┌─ Records for this task

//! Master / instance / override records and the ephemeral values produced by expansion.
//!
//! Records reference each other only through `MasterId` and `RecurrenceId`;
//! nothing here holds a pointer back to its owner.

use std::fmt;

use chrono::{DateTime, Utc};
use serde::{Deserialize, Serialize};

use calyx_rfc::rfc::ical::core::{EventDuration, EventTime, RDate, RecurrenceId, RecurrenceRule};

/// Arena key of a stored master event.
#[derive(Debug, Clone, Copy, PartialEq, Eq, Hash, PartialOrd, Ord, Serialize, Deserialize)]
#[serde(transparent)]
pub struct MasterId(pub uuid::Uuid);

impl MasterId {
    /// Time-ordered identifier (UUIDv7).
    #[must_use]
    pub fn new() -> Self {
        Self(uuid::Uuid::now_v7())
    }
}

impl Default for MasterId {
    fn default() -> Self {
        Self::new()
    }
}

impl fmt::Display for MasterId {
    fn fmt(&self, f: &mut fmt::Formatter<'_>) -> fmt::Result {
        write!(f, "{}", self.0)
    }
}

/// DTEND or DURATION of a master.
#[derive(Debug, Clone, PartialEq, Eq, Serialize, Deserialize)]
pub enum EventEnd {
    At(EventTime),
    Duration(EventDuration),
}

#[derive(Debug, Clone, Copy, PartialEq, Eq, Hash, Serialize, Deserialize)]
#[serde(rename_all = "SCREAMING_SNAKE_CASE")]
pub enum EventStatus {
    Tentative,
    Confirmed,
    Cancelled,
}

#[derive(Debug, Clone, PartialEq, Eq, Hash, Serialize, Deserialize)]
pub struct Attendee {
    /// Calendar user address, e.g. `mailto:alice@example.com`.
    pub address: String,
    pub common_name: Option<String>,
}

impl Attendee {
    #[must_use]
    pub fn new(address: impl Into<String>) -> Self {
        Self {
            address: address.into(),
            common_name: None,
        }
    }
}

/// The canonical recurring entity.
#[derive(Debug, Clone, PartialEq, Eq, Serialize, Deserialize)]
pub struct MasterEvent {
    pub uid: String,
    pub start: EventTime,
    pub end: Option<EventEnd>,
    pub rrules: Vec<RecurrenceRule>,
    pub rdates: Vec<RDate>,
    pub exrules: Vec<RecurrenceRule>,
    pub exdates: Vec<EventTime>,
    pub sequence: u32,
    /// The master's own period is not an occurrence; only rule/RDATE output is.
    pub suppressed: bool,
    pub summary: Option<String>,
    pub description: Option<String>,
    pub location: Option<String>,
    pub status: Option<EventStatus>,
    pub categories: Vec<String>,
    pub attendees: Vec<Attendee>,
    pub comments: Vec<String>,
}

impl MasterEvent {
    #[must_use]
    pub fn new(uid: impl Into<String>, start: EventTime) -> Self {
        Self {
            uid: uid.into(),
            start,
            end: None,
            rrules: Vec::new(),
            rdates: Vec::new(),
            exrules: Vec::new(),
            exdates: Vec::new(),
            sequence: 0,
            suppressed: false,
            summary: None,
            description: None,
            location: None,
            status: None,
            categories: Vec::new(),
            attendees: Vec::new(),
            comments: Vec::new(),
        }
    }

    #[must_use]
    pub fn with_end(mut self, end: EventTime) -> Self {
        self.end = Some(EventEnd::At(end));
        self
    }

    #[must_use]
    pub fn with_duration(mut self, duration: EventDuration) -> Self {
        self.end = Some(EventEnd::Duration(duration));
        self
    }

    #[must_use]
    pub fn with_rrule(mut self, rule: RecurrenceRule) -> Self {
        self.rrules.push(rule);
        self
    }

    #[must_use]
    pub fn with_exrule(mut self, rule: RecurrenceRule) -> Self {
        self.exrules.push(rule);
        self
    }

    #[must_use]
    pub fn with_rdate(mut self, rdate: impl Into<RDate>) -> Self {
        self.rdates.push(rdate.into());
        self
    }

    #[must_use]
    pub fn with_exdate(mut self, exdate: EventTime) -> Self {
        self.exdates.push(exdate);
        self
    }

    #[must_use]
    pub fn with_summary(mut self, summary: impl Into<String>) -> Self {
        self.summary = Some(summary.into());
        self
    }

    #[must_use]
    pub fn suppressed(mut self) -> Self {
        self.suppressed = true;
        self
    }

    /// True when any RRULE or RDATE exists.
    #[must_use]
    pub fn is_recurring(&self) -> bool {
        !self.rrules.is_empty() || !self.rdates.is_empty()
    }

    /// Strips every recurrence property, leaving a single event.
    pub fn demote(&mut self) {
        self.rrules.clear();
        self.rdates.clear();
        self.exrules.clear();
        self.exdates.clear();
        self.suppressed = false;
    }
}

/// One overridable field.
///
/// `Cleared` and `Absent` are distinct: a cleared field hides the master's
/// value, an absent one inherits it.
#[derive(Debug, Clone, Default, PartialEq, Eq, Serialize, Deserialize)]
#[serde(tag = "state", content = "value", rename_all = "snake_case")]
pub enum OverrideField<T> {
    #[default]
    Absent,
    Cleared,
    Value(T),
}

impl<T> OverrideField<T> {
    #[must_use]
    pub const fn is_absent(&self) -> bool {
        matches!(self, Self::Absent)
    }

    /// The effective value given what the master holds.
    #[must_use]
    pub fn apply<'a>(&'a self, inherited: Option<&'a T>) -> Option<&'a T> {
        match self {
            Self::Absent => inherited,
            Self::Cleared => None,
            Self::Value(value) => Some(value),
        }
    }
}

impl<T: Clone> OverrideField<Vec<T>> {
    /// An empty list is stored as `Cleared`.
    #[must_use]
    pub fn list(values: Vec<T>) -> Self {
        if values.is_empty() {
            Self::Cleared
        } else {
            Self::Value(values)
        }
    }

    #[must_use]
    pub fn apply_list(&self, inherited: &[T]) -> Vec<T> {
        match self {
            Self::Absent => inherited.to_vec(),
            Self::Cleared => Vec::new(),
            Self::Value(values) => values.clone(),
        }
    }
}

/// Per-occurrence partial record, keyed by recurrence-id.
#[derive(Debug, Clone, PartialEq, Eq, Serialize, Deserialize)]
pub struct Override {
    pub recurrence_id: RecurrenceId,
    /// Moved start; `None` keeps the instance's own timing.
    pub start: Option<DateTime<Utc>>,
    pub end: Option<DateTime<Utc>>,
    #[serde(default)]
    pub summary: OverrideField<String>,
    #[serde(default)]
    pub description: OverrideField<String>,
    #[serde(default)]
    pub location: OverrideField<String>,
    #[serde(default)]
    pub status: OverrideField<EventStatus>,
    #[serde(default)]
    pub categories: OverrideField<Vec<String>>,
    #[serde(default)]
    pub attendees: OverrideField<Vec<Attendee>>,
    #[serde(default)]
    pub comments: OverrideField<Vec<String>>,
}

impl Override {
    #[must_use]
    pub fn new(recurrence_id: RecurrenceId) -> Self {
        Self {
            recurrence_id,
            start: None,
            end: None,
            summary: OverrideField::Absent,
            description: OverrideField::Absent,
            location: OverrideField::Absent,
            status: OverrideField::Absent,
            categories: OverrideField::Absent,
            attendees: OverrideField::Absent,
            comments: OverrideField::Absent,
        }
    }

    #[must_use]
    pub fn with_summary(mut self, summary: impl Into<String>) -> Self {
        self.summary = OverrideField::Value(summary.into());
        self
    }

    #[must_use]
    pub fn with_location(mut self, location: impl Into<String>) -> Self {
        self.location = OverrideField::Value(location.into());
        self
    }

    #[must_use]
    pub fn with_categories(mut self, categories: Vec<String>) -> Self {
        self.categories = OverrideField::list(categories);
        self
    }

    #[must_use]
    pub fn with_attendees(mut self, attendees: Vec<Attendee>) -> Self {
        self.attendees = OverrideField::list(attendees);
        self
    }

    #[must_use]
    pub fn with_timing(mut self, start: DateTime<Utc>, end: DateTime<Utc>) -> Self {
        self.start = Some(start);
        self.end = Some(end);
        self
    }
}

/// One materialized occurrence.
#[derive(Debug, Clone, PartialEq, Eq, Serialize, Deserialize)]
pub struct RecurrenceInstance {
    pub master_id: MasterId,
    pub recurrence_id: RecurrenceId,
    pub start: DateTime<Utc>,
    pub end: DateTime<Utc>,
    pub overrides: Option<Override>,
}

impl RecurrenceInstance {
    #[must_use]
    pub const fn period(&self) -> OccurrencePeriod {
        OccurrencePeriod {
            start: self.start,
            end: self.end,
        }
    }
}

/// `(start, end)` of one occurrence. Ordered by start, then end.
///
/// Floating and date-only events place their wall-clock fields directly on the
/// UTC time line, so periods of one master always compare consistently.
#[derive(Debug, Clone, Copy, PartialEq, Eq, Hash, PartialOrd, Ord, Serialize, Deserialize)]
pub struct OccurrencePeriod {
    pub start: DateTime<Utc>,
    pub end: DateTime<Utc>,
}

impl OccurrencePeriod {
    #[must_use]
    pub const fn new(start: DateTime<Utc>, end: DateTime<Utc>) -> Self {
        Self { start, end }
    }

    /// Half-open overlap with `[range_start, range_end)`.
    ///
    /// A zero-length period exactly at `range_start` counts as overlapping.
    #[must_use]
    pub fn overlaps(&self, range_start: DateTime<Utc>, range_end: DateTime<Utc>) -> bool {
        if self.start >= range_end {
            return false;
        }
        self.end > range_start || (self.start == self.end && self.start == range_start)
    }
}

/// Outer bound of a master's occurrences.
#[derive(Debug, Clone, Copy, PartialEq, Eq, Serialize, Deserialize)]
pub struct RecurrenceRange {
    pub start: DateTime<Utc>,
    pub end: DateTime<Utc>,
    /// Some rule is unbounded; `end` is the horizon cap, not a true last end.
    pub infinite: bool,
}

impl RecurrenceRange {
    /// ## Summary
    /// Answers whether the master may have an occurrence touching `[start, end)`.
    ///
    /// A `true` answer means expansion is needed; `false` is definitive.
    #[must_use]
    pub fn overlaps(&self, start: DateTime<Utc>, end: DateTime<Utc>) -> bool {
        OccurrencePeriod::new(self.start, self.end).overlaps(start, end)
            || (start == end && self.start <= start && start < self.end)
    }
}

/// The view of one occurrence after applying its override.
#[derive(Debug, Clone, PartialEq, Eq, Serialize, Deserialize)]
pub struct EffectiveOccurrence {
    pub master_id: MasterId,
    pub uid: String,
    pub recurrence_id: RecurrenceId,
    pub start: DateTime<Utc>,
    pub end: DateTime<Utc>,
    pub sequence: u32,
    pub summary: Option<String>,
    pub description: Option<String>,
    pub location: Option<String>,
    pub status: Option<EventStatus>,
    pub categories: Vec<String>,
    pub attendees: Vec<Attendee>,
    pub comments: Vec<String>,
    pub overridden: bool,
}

└─

* [Exercise objective] The first line of the entries above marks where to begin; repeat each line exactly through the one that contains "#[serde(transparent)]", and include that line.

* [Result for this exercise]
//! Master / instance / override records and the ephemeral values produced by expansion.
//!
//! Records reference each other only through `MasterId` and `RecurrenceId`;
//! nothing here holds a pointer back to its owner.

use std::fmt;

use chrono::{DateTime, Utc};
use serde::{Deserialize, Serialize};

use calyx_rfc::rfc::ical::core::{EventDuration, EventTime, RDate, RecurrenceId, RecurrenceRule};

/// Arena key of a stored master event.
#[derive(Debug, Clone, Copy, PartialEq, Eq, Hash, PartialOrd, Ord, Serialize, Deserialize)]
#[serde(transparent)]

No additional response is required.